(Data records begins)

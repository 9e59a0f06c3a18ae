use super::entity::Movie;
use crate::domain::{DomainError, DomainResult};

/// Longest title accepted, in characters
pub const MAX_TITLE_LEN: usize = 100;

/// Earliest release year accepted anywhere
pub const MIN_YEAR: i32 = 1900;

pub const MIN_DURATION: i32 = 1;
pub const MAX_DURATION: i32 = 999;

/// Validates all Movie field invariants.
///
/// Checks run in field order and stop at the first failure, so the returned
/// error always names a single field. `current_year` is the reference for the
/// upper year bound (`current_year + 1`, to allow announced releases).
pub fn validate_movie(movie: &Movie, current_year: i32) -> DomainResult<()> {
    validate_title(&movie.title)?;
    validate_director(&movie.director)?;
    validate_year(movie.year, current_year)?;
    validate_duration(movie.duration_minutes)?;
    Ok(())
}

/// Identifiers handed out by the store are always positive
pub fn validate_id(id: i64) -> DomainResult<()> {
    if id <= 0 {
        return Err(invalid("id", format!("invalid movie id {}", id)));
    }
    Ok(())
}

/// A movie being updated must carry a store id
pub fn require_id(id: Option<i64>) -> DomainResult<i64> {
    let id = id.ok_or_else(|| invalid("id", "movie id is required"))?;
    validate_id(id)?;
    Ok(id)
}

/// Returns the trimmed query, or an error if nothing is left after trimming
pub fn validate_search_query(query: &str) -> DomainResult<&str> {
    let trimmed = query.trim();
    if trimmed.is_empty() {
        return Err(invalid("query", "search term cannot be empty"));
    }
    Ok(trimmed)
}

/// Bounds for the dedicated year range queries.
///
/// Unlike creation, the upper bound here is `current_year` itself.
pub fn validate_year_range(from: i32, to: i32, current_year: i32) -> DomainResult<()> {
    if from > to {
        return Err(invalid(
            "year_range",
            format!("'from' year {} is after 'to' year {}", from, to),
        ));
    }
    if from < MIN_YEAR || to > current_year {
        return Err(invalid(
            "year_range",
            format!(
                "year range must lie between {} and {}",
                MIN_YEAR, current_year
            ),
        ));
    }
    Ok(())
}

pub fn validate_title(title: &str) -> DomainResult<()> {
    if title.trim().is_empty() {
        return Err(invalid("title", "title is required"));
    }
    if title.chars().count() > MAX_TITLE_LEN {
        return Err(invalid(
            "title",
            format!("title cannot exceed {} characters", MAX_TITLE_LEN),
        ));
    }
    Ok(())
}

pub fn validate_director(director: &str) -> DomainResult<()> {
    if director.trim().is_empty() {
        return Err(invalid("director", "director is required"));
    }
    Ok(())
}

fn validate_year(year: i32, current_year: i32) -> DomainResult<()> {
    let max = current_year + 1;
    if !(MIN_YEAR..=max).contains(&year) {
        return Err(invalid(
            "year",
            format!("year must be between {} and {}", MIN_YEAR, max),
        ));
    }
    Ok(())
}

fn validate_duration(minutes: i32) -> DomainResult<()> {
    if !(MIN_DURATION..=MAX_DURATION).contains(&minutes) {
        return Err(invalid(
            "duration_minutes",
            format!(
                "duration must be between {} and {} minutes",
                MIN_DURATION, MAX_DURATION
            ),
        ));
    }
    Ok(())
}

fn invalid(field: &'static str, message: impl Into<String>) -> DomainError {
    DomainError::InvalidField {
        field,
        message: message.into(),
    }
}

/// Movie invariants:
///
/// 1. Title is not blank and at most 100 characters
/// 2. Director is not blank
/// 3. 1900 <= year <= current year + 1
/// 4. 1 <= duration <= 999 minutes
/// 5. (title, year) is unique across the catalog (enforced by the store)
/// 6. Identity is assigned once by the store and never changes

#[cfg(test)]
mod tests {
    use super::*;
    use crate::domain::movie::Genre;

    const YEAR: i32 = 2024;

    fn movie() -> Movie {
        Movie::new("Heat", "Michael Mann", 1995, 170, Genre::Thriller)
    }

    #[test]
    fn test_require_id() {
        assert_eq!(require_id(Some(7)).unwrap(), 7);

        let missing = require_id(None).unwrap_err();
        assert_eq!(missing.field(), "id");
        assert!(missing.to_string().contains("movie id is required"));

        assert!(require_id(Some(0)).unwrap_err().to_string().contains("invalid movie id 0"));
    }

    fn failing_field(result: DomainResult<()>) -> &'static str {
        match result {
            Err(DomainError::InvalidField { field, .. }) => field,
            other => panic!("expected field error, got {:?}", other),
        }
    }

    #[test]
    fn test_valid_movie() {
        assert!(validate_movie(&movie(), YEAR).is_ok());
    }

    #[test]
    fn test_blank_title_fails() {
        let mut m = movie();
        m.title = "   ".to_string();
        assert_eq!(failing_field(validate_movie(&m, YEAR)), "title");
    }

    #[test]
    fn test_title_length_limit() {
        let mut m = movie();
        m.title = "x".repeat(100);
        assert!(validate_movie(&m, YEAR).is_ok());

        m.title = "x".repeat(101);
        assert_eq!(failing_field(validate_movie(&m, YEAR)), "title");
    }

    #[test]
    fn test_title_length_counts_characters_not_bytes() {
        let mut m = movie();
        m.title = "é".repeat(100);
        assert!(validate_movie(&m, YEAR).is_ok());
    }

    #[test]
    fn test_blank_director_fails() {
        let mut m = movie();
        m.director = String::new();
        assert_eq!(failing_field(validate_movie(&m, YEAR)), "director");
    }

    #[test]
    fn test_year_bounds() {
        let mut m = movie();
        for ok in [1900, YEAR, YEAR + 1] {
            m.year = ok;
            assert!(validate_movie(&m, YEAR).is_ok(), "year {} should pass", ok);
        }
        for bad in [1899, YEAR + 2, 0, -5] {
            m.year = bad;
            assert_eq!(failing_field(validate_movie(&m, YEAR)), "year");
        }
    }

    #[test]
    fn test_duration_bounds() {
        let mut m = movie();
        for ok in [1, 999] {
            m.duration_minutes = ok;
            assert!(validate_movie(&m, YEAR).is_ok());
        }
        for bad in [0, -1, 1000] {
            m.duration_minutes = bad;
            assert_eq!(failing_field(validate_movie(&m, YEAR)), "duration_minutes");
        }
    }

    #[test]
    fn test_first_failing_field_wins() {
        let mut m = movie();
        m.director = String::new();
        m.year = 1800;
        m.duration_minutes = 0;
        assert_eq!(failing_field(validate_movie(&m, YEAR)), "director");
    }

    #[test]
    fn test_id_must_be_positive() {
        assert!(validate_id(1).is_ok());
        assert!(validate_id(0).is_err());
        assert!(validate_id(-3).is_err());
    }

    #[test]
    fn test_search_query_is_trimmed() {
        assert_eq!(validate_search_query("  alien ").unwrap(), "alien");
        assert!(validate_search_query(" \t ").is_err());
    }

    #[test]
    fn test_year_range_rules() {
        assert!(validate_year_range(1990, 2000, YEAR).is_ok());
        assert!(validate_year_range(1995, 1995, YEAR).is_ok());
        assert!(validate_year_range(2000, 1990, YEAR).is_err());
        assert!(validate_year_range(1899, 2000, YEAR).is_err());
        // announced releases are creatable but not range-searchable
        assert!(validate_year_range(2000, YEAR + 1, YEAR).is_err());
    }
}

(Data records ends)

_Instructions for the task_: A faithful copy of all the records is required.

_Answer below_:
repository 9e59a0f06c3a18ae
use super::entity::Movie;
use crate::domain::{DomainError, DomainResult};

/// Longest title accepted, in characters
pub const MAX_TITLE_LEN: usize = 100;

/// Earliest release year accepted anywhere
pub const MIN_YEAR: i32 = 1900;

pub const MIN_DURATION: i32 = 1;
pub const MAX_DURATION: i32 = 999;

/// Validates all Movie field invariants.
///
/// Checks run in field order and stop at the first failure, so the returned
/// error always names a single field. `current_year` is the reference for the
/// upper year bound (`current_year + 1`, to allow announced releases).
pub fn validate_movie(movie: &Movie, current_year: i32) -> DomainResult<()> {
    validate_title(&movie.title)?;
    validate_director(&movie.director)?;
    validate_year(movie.year, current_year)?;
    validate_duration(movie.duration_minutes)?;
    Ok(())
}

/// Identifiers handed out by the store are always positive
pub fn validate_id(id: i64) -> DomainResult<()> {
    if id <= 0 {
        return Err(invalid("id", format!("invalid movie id {}", id)));
    }
    Ok(())
}

/// A movie being updated must carry a store id
pub fn require_id(id: Option<i64>) -> DomainResult<i64> {
    let id = id.ok_or_else(|| invalid("id", "movie id is required"))?;
    validate_id(id)?;
    Ok(id)
}

/// Returns the trimmed query, or an error if nothing is left after trimming
pub fn validate_search_query(query: &str) -> DomainResult<&str> {
    let trimmed = query.trim();
    if trimmed.is_empty() {
        return Err(invalid("query", "search term cannot be empty"));
    }
    Ok(trimmed)
}

/// Bounds for the dedicated year range queries.
///
/// Unlike creation, the upper bound here is `current_year` itself.
pub fn validate_year_range(from: i32, to: i32, current_year: i32) -> DomainResult<()> {
    if from > to {
        return Err(invalid(
            "year_range",
            format!("'from' year {} is after 'to' year {}", from, to),
        ));
    }
    if from < MIN_YEAR || to > current_year {
        return Err(invalid(
            "year_range",
            format!(
                "year range must lie between {} and {}",
                MIN_YEAR, current_year
            ),
        ));
    }
    Ok(())
}

pub fn validate_title(title: &str) -> DomainResult<()> {
    if title.trim().is_empty() {
        return Err(invalid("title", "title is required"));
    }
    if title.chars().count() > MAX_TITLE_LEN {
        return Err(invalid(
            "title",
            format!("title cannot exceed {} characters", MAX_TITLE_LEN),
        ));
    }
    Ok(())
}

pub fn validate_director(director: &str) -> DomainResult<()> {
    if director.trim().is_empty() {
        return Err(invalid("director", "director is required"));
    }
    Ok(())
}

fn validate_year(year: i32, current_year: i32) -> DomainResult<()> {
    let max = current_year + 1;
    if !(MIN_YEAR..=max).contains(&year) {
        return Err(invalid(
            "year",
            format!("year must be between {} and {}", MIN_YEAR, max),
        ));
    }
    Ok(())
}

fn validate_duration(minutes: i32) -> DomainResult<()> {
    if !(MIN_DURATION..=MAX_DURATION).contains(&minutes) {
        return Err(invalid(
            "duration_minutes",
            format!(
                "duration must be between {} and {} minutes",
                MIN_DURATION, MAX_DURATION
            ),
        ));
    }
    Ok(())
}

fn invalid(field: &'static str, message: impl Into<String>) -> DomainError {
    DomainError::InvalidField {
        field,
        message: message.into(),
    }
}

/// Movie invariants:
///
/// 1. Title is not blank and at most 100 characters
/// 2. Director is not blank
/// 3. 1900 <= year <= current year + 1
/// 4. 1 <= duration <= 999 minutes
/// 5. (title, year) is unique across the catalog (enforced by the store)
/// 6. Identity is assigned once by the store and never changes

#[cfg(test)]
mod tests {
    use super::*;
    use crate::domain::movie::Genre;

    const YEAR: i32 = 2024;

    fn movie() -> Movie {
        Movie::new("Heat", "Michael Mann", 1995, 170, Genre::Thriller)
    }

    #[test]
    fn test_require_id() {
        assert_eq!(require_id(Some(7)).unwrap(), 7);

        let missing = require_id(None).unwrap_err();
        assert_eq!(missing.field(), "id");
        assert!(missing.to_string().contains("movie id is required"));

        assert!(require_id(Some(0)).unwrap_err().to_string().contains("invalid movie id 0"));
    }

    fn failing_field(result: DomainResult<()>) -> &'static str {
        match result {
            Err(DomainError::InvalidField { field, .. }) => field,
            other => panic!("expected field error, got {:?}", other),
        }
    }

    #[test]
    fn test_valid_movie() {
        assert!(validate_movie(&movie(), YEAR).is_ok());
    }

    #[test]
    fn test_blank_title_fails() {
        let mut m = movie();
        m.title = "   ".to_string();
        assert_eq!(failing_field(validate_movie(&m, YEAR)), "title");
    }

    #[test]
    fn test_title_length_limit() {
        let mut m = movie();
        m.title = "x".repeat(100);
        assert!(validate_movie(&m, YEAR).is_ok());

        m.title = "x".repeat(101);
        assert_eq!(failing_field(validate_movie(&m, YEAR)), "title");
    }

    #[test]
    fn test_title_length_counts_characters_not_bytes() {
        let mut m = movie();
        m.title = "é".repeat(100);
        assert!(validate_movie(&m, YEAR).is_ok());
    }

    #[test]
    fn test_blank_director_fails() {
        let mut m = movie();
        m.director = String::new();
        assert_eq!(failing_field(validate_movie(&m, YEAR)), "director");
    }

    #[test]
    fn test_year_bounds() {
        let mut m = movie();
        for ok in [1900, YEAR, YEAR + 1] {
            m.year = ok;
            assert!(validate_movie(&m, YEAR).is_ok(), "year {} should pass", ok);
        }
        for bad in [1899, YEAR + 2, 0, -5] {
            m.year = bad;
            assert_eq!(failing_field(validate_movie(&m, YEAR)), "year");
        }
    }

    #[test]
    fn test_duration_bounds() {
        let mut m = movie();
        for ok in [1, 999] {
            m.duration_minutes = ok;
            assert!(validate_movie(&m, YEAR).is_ok());
        }
        for bad in [0, -1, 1000] {
            m.duration_minutes = bad;
            assert_eq!(failing_field(validate_movie(&m, YEAR)), "duration_minutes");
        }
    }

    #[test]
    fn test_first_failing_field_wins() {
        let mut m = movie();
        m.director = String::new();
        m.year = 1800;
        m.duration_minutes = 0;
        assert_eq!(failing_field(validate_movie(&m, YEAR)), "director");
    }

    #[test]
    fn test_id_must_be_positive() {
        assert!(validate_id(1).is_ok());
        assert!(validate_id(0).is_err());
        assert!(validate_id(-3).is_err());
    }

    #[test]
    fn test_search_query_is_trimmed() {
        assert_eq!(validate_search_query("  alien ").unwrap(), "alien");
        assert!(validate_search_query(" \t ").is_err());
    }

    #[test]
    fn test_year_range_rules() {
        assert!(validate_year_range(1990, 2000, YEAR).is_ok());
        assert!(validate_year_range(1995, 1995, YEAR).is_ok());
        assert!(validate_year_range(2000, 1990, YEAR).is_err());
        assert!(validate_year_range(1899, 2000, YEAR).is_err());
        // announced releases are creatable but not range-searchable
        assert!(validate_year_range(2000, YEAR + 1, YEAR).is_err());
    }
}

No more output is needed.